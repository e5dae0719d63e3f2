use chrono::{Days, NaiveDate};
use serde::{Deserialize, Deserializer, Serialize};

use crate::error::{Error, Result};

/// Event type the backend assigns to availability the user entered.
pub const USER_AVAILABILITY: &str = "user_avail";

/// Calendar feed entry (`GET /api/user/calendar`).
///
/// The feed mixes the user's own availability with read-only events such as
/// group trips. Custom properties may sit at the top level or, when echoed
/// back from a calendar widget, under `extendedProps`.
#[derive(Debug, Clone, PartialEq, Serialize, Deserialize)]
pub struct CalendarEvent {
    #[serde(deserialize_with = "id_as_string")]
    pub id: String,

    #[serde(default)]
    pub title: String,

    pub start: String,

    #[serde(default)]
    pub end: Option<String>,

    #[serde(rename = "type", default, skip_serializing_if = "Option::is_none")]
    kind: Option<String>,

    #[serde(
        rename = "extendedProps",
        default,
        skip_serializing_if = "Option::is_none"
    )]
    extended_props: Option<ExtendedProps>,
}

#[derive(Debug, Clone, PartialEq, Default, Serialize, Deserialize)]
struct ExtendedProps {
    #[serde(rename = "type", default)]
    kind: Option<String>,
}

impl CalendarEvent {
    pub fn new(id: impl Into<String>, title: impl Into<String>, start: impl Into<String>) -> Self {
        Self {
            id: id.into(),
            title: title.into(),
            start: start.into(),
            end: None,
            kind: None,
            extended_props: None,
        }
    }

    pub fn with_kind(mut self, kind: impl Into<String>) -> Self {
        self.kind = Some(kind.into());
        self
    }

    pub fn kind(&self) -> Option<&str> {
        self.kind
            .as_deref()
            .or_else(|| self.extended_props.as_ref()?.kind.as_deref())
    }

    /// Only availability the user entered can be removed from the client.
    pub fn is_user_availability(&self) -> bool {
        self.kind() == Some(USER_AVAILABILITY)
    }
}

fn id_as_string<'de, D>(deserializer: D) -> std::result::Result<String, D::Error>
where
    D: Deserializer<'de>,
{
    #[derive(Deserialize)]
    #[serde(untagged)]
    enum RawId {
        Int(i64),
        Text(String),
    }

    Ok(match RawId::deserialize(deserializer)? {
        RawId::Int(n) => n.to_string(),
        RawId::Text(s) => s,
    })
}

/// A selected day range. The end is exclusive, as calendar selections are.
#[derive(Debug, Clone, Copy, PartialEq, Eq)]
pub struct DateRange {
    pub start: NaiveDate,
    pub end_exclusive: NaiveDate,
}

impl DateRange {
    pub fn new(start: NaiveDate, end_exclusive: NaiveDate) -> Result<Self> {
        if end_exclusive <= start {
            return Err(Error::InvalidInput(format!(
                "Range end {} must be after start {}",
                end_exclusive, start
            )));
        }
        Ok(Self {
            start,
            end_exclusive,
        })
    }

    /// Build from an inclusive last day, as typed on the command line.
    pub fn inclusive(start: NaiveDate, last_day: NaiveDate) -> Result<Self> {
        let end = last_day
            .checked_add_days(Days::new(1))
            .ok_or_else(|| Error::InvalidInput(format!("Date out of range: {}", last_day)))?;
        Self::new(start, end)
    }

    pub fn last_day(&self) -> NaiveDate {
        self.end_exclusive
            .checked_sub_days(Days::new(1))
            .unwrap_or(self.start)
    }

    /// Human label with the inclusive end, e.g. `2025-03-01 to 2025-03-03`.
    pub fn label(&self) -> String {
        format!(
            "{} to {}",
            self.start.format("%Y-%m-%d"),
            self.last_day().format("%Y-%m-%d")
        )
    }
}

/// Body of `POST /api/user/availability`.
#[derive(Debug, Clone, PartialEq, Eq, Serialize)]
pub struct AvailabilityRequest {
    pub start_date: NaiveDate,
    pub end_date: NaiveDate,
    pub note: String,
}

impl AvailabilityRequest {
    pub fn new(range: DateRange, note: impl Into<String>) -> Self {
        Self {
            start_date: range.start,
            end_date: range.end_exclusive,
            note: note.into(),
        }
    }
}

◆ ◆ ◆ ◆

**WHAT TO PRODUCE**
Within the listing above, tally the lines holding the word "NaiveDate". Give the tally only.

**ANSWER TO THIS PROBLEM**
8